L’enigma come forma simbolica: Federica Marangoni a Milano
di Maurizio Barberis
La galleria milanese CIE Contemporary ha proposto una rivisitazione del lavoro dell’artista veneziana Federica Marangoni. Una mostra, Enigma, curata da Viana Conti e Christine Enrile.
“...Egli vedeva la vita come come un enorme nodo che la morte scioglie; però considerava pure la morte come un nodo rifatto che la nascita scioglieva a sua volta; il sonno era per lui il doppio nodo; lo scioglimento completo del nodo stava secondo lui nell’eternità che trovasi al di fuori della vita e della morte...”
( Giorgio De Chirico, Ebdomero,)
Enigma è parola ambigua che trova memoria soprattutto nel destino di Edipo, mito molto celebrato nell’arte dell’otto e del novecento, e caro ai simbolisti, rappresentato da De Chirico in due famosi dipinti, l’Enigma dell’ora e Edipo e la Sfinge. Il riferimento non è alla memoria di un oscuro passato e neppure alla preveggenza di un possibile futuro, bensì all’idea del viaggio finale che ci attende e della ragione ultima della nostra presenza nel mondo.
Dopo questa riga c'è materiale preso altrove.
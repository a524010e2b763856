//! Per-connection handling.
//!
//! One connection carries one request:
//!
//! ```text
//! AwaitingFirstChunk ─► Accumulating ─► Complete ─► Responding ─► Closed
//!         │                  │             │
//!         └──────────────────┴─────────────┴──► Errored ─► Responding ─► Closed
//! ```
//!
//! Protocol, decode and dispatch failures are answered with an `ERROR:`
//! reply. Transport failures abandon the connection and surface as `Err`.
//!
//! A frame rejected from its header alone still has its body in flight. The
//! rest of it is read and discarded after the reply so the socket closes with
//! a FIN rather than a reset that could drop the reply.

use std::fmt;
use std::time::Duration;

use tokio::io::{AsyncRead, AsyncReadExt, AsyncWrite, AsyncWriteExt};

use super::responder::{respond, Reply};
use crate::error::{Result, WorkerError};
use crate::protocol::{Frame, FrameAssembler};
use crate::renderer::RendererRegistry;

/// Read buffer size per socket read.
const READ_BUFFER_SIZE: usize = 16 * 1024;

/// Most bytes discarded after rejecting an oversized frame.
const MAX_DRAIN_BYTES: u64 = 64 * 1024 * 1024;

/// Longest wait for the peer to finish sending a rejected body.
const DRAIN_TIMEOUT: Duration = Duration::from_secs(5);

/// Lifecycle of one connection.
#[derive(Debug, Clone, Copy, PartialEq, Eq)]
pub enum ConnectionState {
    /// Connected, nothing read yet.
    AwaitingFirstChunk,
    /// Some bytes read, frame incomplete.
    Accumulating,
    /// Frame assembled.
    Complete,
    /// A failure occurred; an error reply follows.
    Errored,
    /// Writing the reply.
    Responding,
    /// Reply written and write half shut down.
    Closed,
}

impl ConnectionState {
    /// Get the state name for logs.
    pub fn as_str(self) -> &'static str {
        match self {
            ConnectionState::AwaitingFirstChunk => "AwaitingFirstChunk",
            ConnectionState::Accumulating => "Accumulating",
            ConnectionState::Complete => "Complete",
            ConnectionState::Errored => "Errored",
            ConnectionState::Responding => "Responding",
            ConnectionState::Closed => "Closed",
        }
    }

    fn advance(&mut self, next: ConnectionState) {
        if *self != next {
            tracing::trace!(from = self.as_str(), to = next.as_str(), "Connection state");
            *self = next;
        }
    }
}

impl fmt::Display for ConnectionState {
    fn fmt(&self, f: &mut fmt::Formatter<'_>) -> fmt::Result {
        f.write_str(self.as_str())
    }
}

/// Serve one request on `stream` and close it.
///
/// Returns the final state (`Closed`) once the reply has been written, or the
/// transport error that made the connection unusable.
pub async fn handle_connection<S>(
    mut stream: S,
    registry: &RendererRegistry,
    max_body_size: u32,
) -> Result<ConnectionState>
where
    S: AsyncRead + AsyncWrite + Unpin,
{
    let mut state = ConnectionState::AwaitingFirstChunk;
    tracing::trace!("New connection");

    let frame = read_frame(&mut stream, &mut state, max_body_size).await?;

    let reply = match frame {
        Ok(frame) => {
            state.advance(ConnectionState::Complete);
            tracing::trace!(bytes = frame.wire_len(), "Finished reading frame");
            Reply::from(respond(&frame, registry))
        }
        Err(err) => Reply::Failed(err),
    };

    let mut unread_body = 0;
    if let Reply::Failed(err) = &reply {
        state.advance(ConnectionState::Errored);
        tracing::error!("Request failed: {}", err);
        if let WorkerError::FrameTooLarge { declared, .. } = err {
            unread_body = *declared;
        }
    }

    state.advance(ConnectionState::Responding);
    stream.write_all(&reply.into_bytes()).await?;
    stream.shutdown().await?;
    if unread_body > 0 {
        drain(&mut stream, unread_body.min(MAX_DRAIN_BYTES)).await;
    }
    state.advance(ConnectionState::Closed);
    tracing::trace!("Connection closed");

    Ok(state)
}

/// Read until the frame is complete.
///
/// The outer `Result` is the transport; the inner one is the protocol.
async fn read_frame<S>(
    stream: &mut S,
    state: &mut ConnectionState,
    max_body_size: u32,
) -> Result<Result<Frame>>
where
    S: AsyncRead + Unpin,
{
    let mut assembler = FrameAssembler::with_max_body_size(max_body_size);
    let mut buf = vec![0u8; READ_BUFFER_SIZE];

    loop {
        let n = stream.read(&mut buf).await?;
        if n == 0 {
            tracing::warn!(
                received = assembler.bytes_received(),
                "Peer closed before frame was complete"
            );
            return Ok(Err(WorkerError::IncompleteFrame {
                received: assembler.bytes_received(),
            }));
        }

        state.advance(ConnectionState::Accumulating);
        tracing::trace!(bytes = n, "New data chunk");

        match assembler.push(&buf[..n]) {
            Ok(Some(frame)) => return Ok(Ok(frame)),
            Ok(None) => continue,
            Err(err) => return Ok(Err(err)),
        }
    }
}

/// Discard up to `limit` incoming bytes, stopping early on EOF, error or timeout.
async fn drain<S>(stream: &mut S, limit: u64)
where
    S: AsyncRead + Unpin,
{
    let mut sink = tokio::io::sink();
    let mut body = stream.take(limit);
    match tokio::time::timeout(DRAIN_TIMEOUT, tokio::io::copy(&mut body, &mut sink)).await {
        Ok(Ok(discarded)) => tracing::trace!(discarded, "Discarded rejected body"),
        Ok(Err(e)) => tracing::debug!("Stopped discarding rejected body: {}", e),
        Err(_) => tracing::debug!(limit, "Timed out discarding rejected body"),
    }
}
Domanda che atterrisce gli animi di quanti pensano alla vita come ad una casuale concatenazione di eventi micro-atomici.
Federica Marangoni non sembra affatto intimidita dalla questione e affronta il tutto con vigoroso cipiglio veneziano, traslando fatti e concetti da mondi lontani e riproponendoli in un sapiente metissage che combina Freud, Jung, Esher e i roghi di Farenheit 451.
Il risultato sorprende e la memoria si fa concreta rivisitazione di esperienze passate, trasformando in immagine la materia del ricordo. L’affermazione vagamente apodittica che campeggia sull’opera, dominata dalla rossa luce di un neon, ci invita perentoriamente a riconsiderare la lettura come una forma di attività particolarmente rischiosa. Il che è voluttuosamente vero, come appare dall’indice dei cataloghi delle maggiori case editrici, e dal livello incredibilmente modesto del comune sentire, appiattito dall’uso smodato dei media informatici. Ma il senso che Federica dà all’apodittica affermazione è un diretto j’accuse nei confronti di un metafisco e orwelliano potere che sembra temere (o volere) sopra ogni altra cosa la carta stampata. Acqua passata, or non è più.
Ma il cuore della mostra è viceversa dato, a mio parere, da un piccola scatoletta a forma di casa, sostenuta da un trespolo di metallo e sormontata da un foro a forma di buco della serratura, allusione, forse, al sesso femminile, e probabile citazione di un’opera famosa di Duchamp, conservata a Filadelfia.
Poggiando l’occhio sulla fessura sorprende lo sguardo un gioco di specchi che rimanda all’infinito la semplice forma della casetta, ma, ben più performante, la scritta, di freudiana memoria, Unheimliche. Parola che viene tradotta normalmente come perturbante o spaventoso, e nasconde in sé il termine Heimliche, segreto. Dunque lo spaventoso è un segreto svelato e rimosso. Edipo diviene cieco. Lo svelamento di un segreto, di un desiderio celato, nel caso di Edipo l’incesto, porta a galla lo spaventoso e la necessaria conseguenza di una cecità che presuppone uno sguardo lontano dal mondo, dal mondo degli uomini. Metafisica, appunto.